The Church … Three Years Later
Bono is lead singer of Irish rock band U2 and? an activist in the fight against AIDS and poverty in Africa. Three years ago, he was critical of the Church’s slow reaction to poverty and AIDS in 2006; Willow Creek Community Church founder and senior pastor Bill Hybels interviewed him three years later.
- Poverty is an offense to Christ, to any concept of justice. The church now leads in combatting poverty. Malaria deaths are down 50 percent and two millions AIDS-infected Africans are now on medication.
- We have no excuse not to act. Caring for the poor is not a suggestion; it is a command. A church leader’s responsibility is to inspire people to serve.
- Must must create excitement around missions to inspire people; communicate about serving in a way that attracts and engages the audience.
- The mark of spiritual maturity is when we begin to release our resources and give what we have. What are we doing for the least of these?Jesus created the Church to exist for the world, not for ourselves.
- Highlighted churches who have get it — one worship leader said, “I got to a big church. I have a microphone every week. Why did this message have to come from a rock star? “
- Our government could not find $1 billion to help the poor; but it found $700 billion to bail out banks. This shows that we can find money in a crisis. What is more a crisis than life or death?
- Hybels takes Bono to task for his lack of involvement in a local church. Bono replies that lifeless ceremony is hard to take. He looks for honesty and humility. The Church tends to trumpet divisive issues rather than grace.
- Don’t be surprised that change is hard. There is always resistance to justice and equality. Ask yourself: where have you drawn the line?
- Put anger about poverty and injustice to work to motivate us to do more. This generation has the potential to end extreme poverty.
An Interview with Tony Blair
Jim Mellado, Willow Creek Association president, interviews Right Honorable Tony Blair, Former Prime Minster of United Kingdom
- Leaders must sometimes step out and speak against conventional wisdom; must be willing to take a stand and maybe even fail.

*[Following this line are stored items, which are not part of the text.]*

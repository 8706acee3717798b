use chrono::NaiveDate;
use rusqlite::{OptionalExtension, Row, params};

use crate::db::{self, Database};
use crate::error::Result;
use crate::models::package::Package;
use crate::models::subscription::Subscription;

const SUBSCRIPTION_COLUMNS: &str =
    "sub_id, username, paket, start_date, end_date, canceled_flag";

fn row_to_subscription(row: &Row<'_>) -> rusqlite::Result<Subscription> {
    let paket: String = row.get("paket")?;
    let start_date: String = row.get("start_date")?;
    let end_date: String = row.get("end_date")?;
    let canceled: i64 = row.get("canceled_flag")?;
    Ok(Subscription {
        sub_id: row.get("sub_id")?,
        username: row.get("username")?,
        paket: db::read_package(2, &paket)?,
        start_date: db::read_date(3, &start_date)?,
        end_date: db::read_date(4, &end_date)?,
        canceled: canceled != 0,
    })
}

/// Inserts a new entitlement window. Overlaps with existing rows are
/// expected and resolved at read time, never merged here.
pub async fn add_subscription(
    db: &Database,
    username: &str,
    paket: Package,
    start_date: NaiveDate,
    end_date: NaiveDate,
) -> Result<()> {
    let conn = db.conn().await;
    conn.execute(
        r#"
        INSERT INTO subscriptions (username, paket, start_date, end_date)
        VALUES (?1, ?2, ?3, ?4)
        "#,
        params![
            username,
            paket.as_str(),
            db::format_date(start_date),
            db::format_date(end_date)
        ],
    )?;
    Ok(())
}

/// Returns every subscription still inside its paid period, longest
/// remaining validity first. Cancelled rows stay active until they expire.
pub async fn get_active_subscriptions(
    db: &Database,
    username: &str,
    today: NaiveDate,
) -> Result<Vec<Subscription>> {
    let conn = db.conn().await;
    let mut stmt = conn.prepare(&format!(
        r#"
        SELECT {SUBSCRIPTION_COLUMNS}
        FROM subscriptions
        WHERE username = ?1
          AND date(end_date) >= date(?2)
        ORDER BY date(end_date) DESC
        "#
    ))?;
    let subscriptions = stmt
        .query_map(params![username, db::format_date(today)], row_to_subscription)?
        .collect::<rusqlite::Result<Vec<_>>>()?;
    Ok(subscriptions)
}

/// Flags every still-active, uncancelled subscription as cancelled.
/// End dates are untouched; the remaining paid period keeps running.
pub async fn cancel_subscription(db: &Database, username: &str, today: NaiveDate) -> Result<usize> {
    let conn = db.conn().await;
    let flagged = conn.execute(
        r#"
        UPDATE subscriptions
        SET canceled_flag = 1
        WHERE username = ?1
          AND canceled_flag = 0
          AND date(end_date) >= date(?2)
        "#,
        params![username, db::format_date(today)],
    )?;
    Ok(flagged)
}

/// Latest end date among still-valid windows for one (user, package) pair.
/// Basis for queueing a paid extension after the current period.
pub async fn latest_end_date(
    db: &Database,
    username: &str,
    paket: Package,
    today: NaiveDate,
) -> Result<Option<NaiveDate>> {
    let conn = db.conn().await;
    let end: Option<String> = conn
        .prepare(
            r#"
            SELECT end_date
            FROM subscriptions
            WHERE username = ?1
              AND paket = ?2
              AND date(end_date) >= date(?3)
            ORDER BY date(end_date) DESC
            LIMIT 1
            "#,
        )?
        .query_row(
            params![username, paket.as_str(), db::format_date(today)],
            |row| row.get(0),
        )
        .optional()?;
    end.map(|raw| db::read_date(0, &raw).map_err(Into::into)).transpose()
}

- Doubt is a deep reflection on what you are doing and whether it is right. It is a positive process.
- Religious faith gave Blair the courage to take a stand. Faith is a potent force for both good and bad in the world.
- When we lead through crisis, do we react by pointing a finger or in unity? Do not allow a crisis to divide, but come together.
- Whatever pain or struggle we have is nothing compared to the blessings we enjoy, so what are we complaining about?
- Leadership is a blessing, a gift. Use it to help others. Even when painful it is still worth doing. The sense of fulfillment makes the pain worthwhile.